## Information supplied

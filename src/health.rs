// src/health.rs
//! System health report. Read-only: no alerts, no status writes.

use anyhow::Result;
use chrono::{DateTime, Utc};
use serde::{Deserialize, Serialize};
use std::sync::Arc;

use crate::config::HealthThresholds;
use crate::monitor::{DataFreshnessStatus, FreshnessLevel};
use crate::orchestrator::SyncOrchestrator;

#[derive(Debug, Clone, Copy, PartialEq, Eq, PartialOrd, Ord, Serialize, Deserialize)]
#[serde(rename_all = "lowercase")]
pub enum HealthStatus {
    Healthy,
    Degraded,
    Unhealthy,
    Critical,
}

#[derive(Debug, Clone, Default, PartialEq, Eq, Serialize, Deserialize)]
pub struct FreshnessCounts {
    pub fresh: usize,
    pub aging: usize,
    pub stale: usize,
    pub critical: usize,
    pub unknown: usize,
}

impl FreshnessCounts {
    fn add(&mut self, level: FreshnessLevel) {
        match level {
            FreshnessLevel::Fresh => self.fresh += 1,
            FreshnessLevel::Aging => self.aging += 1,
            FreshnessLevel::Stale => self.stale += 1,
            FreshnessLevel::Critical => self.critical += 1,
            FreshnessLevel::Unknown => self.unknown += 1,
        }
    }
}

#[derive(Debug, Clone, Serialize, Deserialize)]
pub struct SourceHealth {
    pub freshness: DataFreshnessStatus,
    pub consecutive_failures: u32,
    /// Failure streak reached the configured threshold.
    pub repeated_failures: bool,
    pub last_error: Option<String>,
}

#[derive(Debug, Clone, Serialize, Deserialize)]
pub struct SystemHealthReport {
    pub status: HealthStatus,
    pub checked_at: DateTime<Utc>,
    pub sources: Vec<SourceHealth>,
    pub counts: FreshnessCounts,
    /// `None` until at least one job has been attempted.
    pub success_rate: Option<f64>,
    pub error_rate: Option<f64>,
    pub min_success_rate: f64,
    pub max_error_rate: f64,
    pub recommendations: Vec<String>,
}

pub struct HealthMonitor {
    orchestrator: Arc<SyncOrchestrator>,
    thresholds: HealthThresholds,
}

impl HealthMonitor {
    pub fn new(orchestrator: Arc<SyncOrchestrator>, thresholds: HealthThresholds) -> Self {
        Self {
            orchestrator,
            thresholds,
        }
    }

    pub async fn perform_health_check(&self) -> Result<SystemHealthReport> {
        let monitor = self.orchestrator.monitor();
        let freshness = monitor.assess_all_freshness().await;

        let mut sources = Vec::with_capacity(freshness.len());
        for f in freshness {
            let src = monitor.source(&f.source_id)?;
            let row = match monitor.store().get(&src.id, &src.data_origin).await {
                Ok(row) => row,
                Err(e) => {
                    tracing::warn!(target: "health", source = %src.id, "status row unavailable: {e:#}");
                    None
                }
            };
            let (streak, last_error) = row
                .map(|r| (r.consecutive_failures, r.last_error))
                .unwrap_or((0, None));
            sources.push(SourceHealth {
                freshness: f,
                consecutive_failures: streak,
                repeated_failures: streak >= self.thresholds.max_consecutive_failures,
                last_error,
            });
        }

        let counters = self.orchestrator.lifetime_counters();
        let report = build_report(
            sources,
            counters.success_rate(),
            counters.error_rate(),
            &self.thresholds,
            monitor.clock().now(),
        );
        tracing::debug!(target: "health", status = ?report.status, "health check");
        Ok(report)
    }
}

fn build_report(
    sources: Vec<SourceHealth>,
    success_rate: Option<f64>,
    error_rate: Option<f64>,
    t: &HealthThresholds,
    now: DateTime<Utc>,
) -> SystemHealthReport {
    let mut counts = FreshnessCounts::default();
    let mut recs = Vec::new();
    let mut status = HealthStatus::Healthy;
    let mut raise = |s: HealthStatus| status = status.max(s);

    for s in &sources {
        let f = &s.freshness;
        counts.add(f.level);
        match f.level {
            FreshnessLevel::Critical => {
                raise(HealthStatus::Critical);
                recs.push(format!(
                    "trigger manual sync for source {}: data is {:.0}h old (critical)",
                    f.source_id,
                    f.age_hours.unwrap_or_default()
                ));
            }
            FreshnessLevel::Stale => {
                raise(HealthStatus::Unhealthy);
                recs.push(format!(
                    "trigger manual sync for source {}: data is {:.0}h old (stale)",
                    f.source_id,
                    f.age_hours.unwrap_or_default()
                ));
            }
            FreshnessLevel::Unknown => {
                raise(HealthStatus::Unhealthy);
                recs.push(format!(
                    "trigger manual sync for source {}: it has never synced",
                    f.source_id
                ));
            }
            FreshnessLevel::Aging => raise(HealthStatus::Degraded),
            FreshnessLevel::Fresh => {}
        }
        if s.repeated_failures {
            raise(HealthStatus::Unhealthy);
            let last = s.last_error.as_deref().unwrap_or("unknown error");
            recs.push(format!(
                "investigate repeated failures on source {} ({} in a row, last error: {last})",
                f.source_id, s.consecutive_failures
            ));
        }
    }

    if let Some(rate) = success_rate {
        if rate < t.min_success_rate / 2.0 {
            raise(HealthStatus::Critical);
        } else if rate < t.min_success_rate {
            raise(HealthStatus::Unhealthy);
        }
        if rate < t.min_success_rate {
            recs.push(format!(
                "sync success rate {rate:.1}% is below {:.1}%; check importer logs",
                t.min_success_rate
            ));
        }
    }
    if let Some(rate) = error_rate {
        if rate > t.max_error_rate {
            raise(HealthStatus::Degraded);
            recs.push(format!(
                "sync error rate {rate:.1}% exceeds {:.1}%",
                t.max_error_rate
            ));
        }
    }

    SystemHealthReport {
        status,
        checked_at: now,
        sources,
        counts,
        success_rate,
        error_rate,
        min_success_rate: t.min_success_rate,
        max_error_rate: t.max_error_rate,
        recommendations: recs,
    }
}

#[cfg(test)]
mod tests {
    use super::*;
    use crate::config::FreshnessThresholds;

    fn source(id: &str, age_h: Option<i64>, streak: u32) -> SourceHealth {
        let now = Utc::now();
        let last = age_h.map(|h| now - chrono::Duration::hours(h));
        SourceHealth {
            freshness: DataFreshnessStatus::evaluate(id, last, FreshnessThresholds::hours(24, 168, 336), now),
            consecutive_failures: streak,
            repeated_failures: streak >= 3,
            last_error: (streak > 0).then(|| "HTTP 503".to_string()),
        }
    }

    fn report(sources: Vec<SourceHealth>, success: Option<f64>, errors: Option<f64>) -> SystemHealthReport {
        build_report(sources, success, errors, &HealthThresholds::default(), Utc::now())
    }

    #[test]
    fn all_fresh_is_healthy() {
        let r = report(vec![source("MI", Some(1), 0), source("NC", Some(2), 0)], Some(100.0), Some(0.0));
        assert_eq!(r.status, HealthStatus::Healthy);
        assert_eq!(r.counts.fresh, 2);
        assert!(r.recommendations.is_empty());
    }

    #[test]
    fn aging_degrades() {
        let r = report(vec![source("MI", Some(30), 0)], None, None);
        assert_eq!(r.status, HealthStatus::Degraded);
        assert_eq!(r.counts.aging, 1);
    }

    #[test]
    fn stale_and_never_synced_are_unhealthy_with_sync_advice() {
        let r = report(vec![source("MI", Some(200), 0), source("FL", None, 0)], None, None);
        assert_eq!(r.status, HealthStatus::Unhealthy);
        assert_eq!(r.counts.stale, 1);
        assert_eq!(r.counts.unknown, 1);
        assert!(r.recommendations.iter().any(|s| s.contains("manual sync for source MI")));
        assert!(r.recommendations.iter().any(|s| s.contains("FL") && s.contains("never synced")));
    }

    #[test]
    fn critical_age_is_critical() {
        let r = report(vec![source("MI", Some(400), 0)], Some(100.0), None);
        assert_eq!(r.status, HealthStatus::Critical);
    }

    #[test]
    fn failure_streak_recommends_investigation() {
        let r = report(vec![source("OR", Some(1), 3)], None, None);
        assert_eq!(r.status, HealthStatus::Unhealthy);
        assert!(r.recommendations[0].contains("investigate repeated failures on source OR"));
        assert!(r.recommendations[0].contains("HTTP 503"));
    }

    #[test]
    fn rates_against_thresholds() {
        let fresh = || vec![source("MI", Some(1), 0)];
        assert_eq!(report(fresh(), Some(70.0), Some(10.0)).status, HealthStatus::Unhealthy);
        assert_eq!(report(fresh(), Some(30.0), Some(10.0)).status, HealthStatus::Critical);
        assert_eq!(report(fresh(), Some(85.0), Some(25.0)).status, HealthStatus::Degraded);
    }
}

## What you should do
Of all the entries above, retype exactly the lines from the line with "pub async fn" to the line with "for f in freshness", both included, and no others.

## Response
    pub async fn perform_health_check(&self) -> Result<SystemHealthReport> {
        let monitor = self.orchestrator.monitor();
        let freshness = monitor.assess_all_freshness().await;

        let mut sources = Vec::with_capacity(freshness.len());
        for f in freshness {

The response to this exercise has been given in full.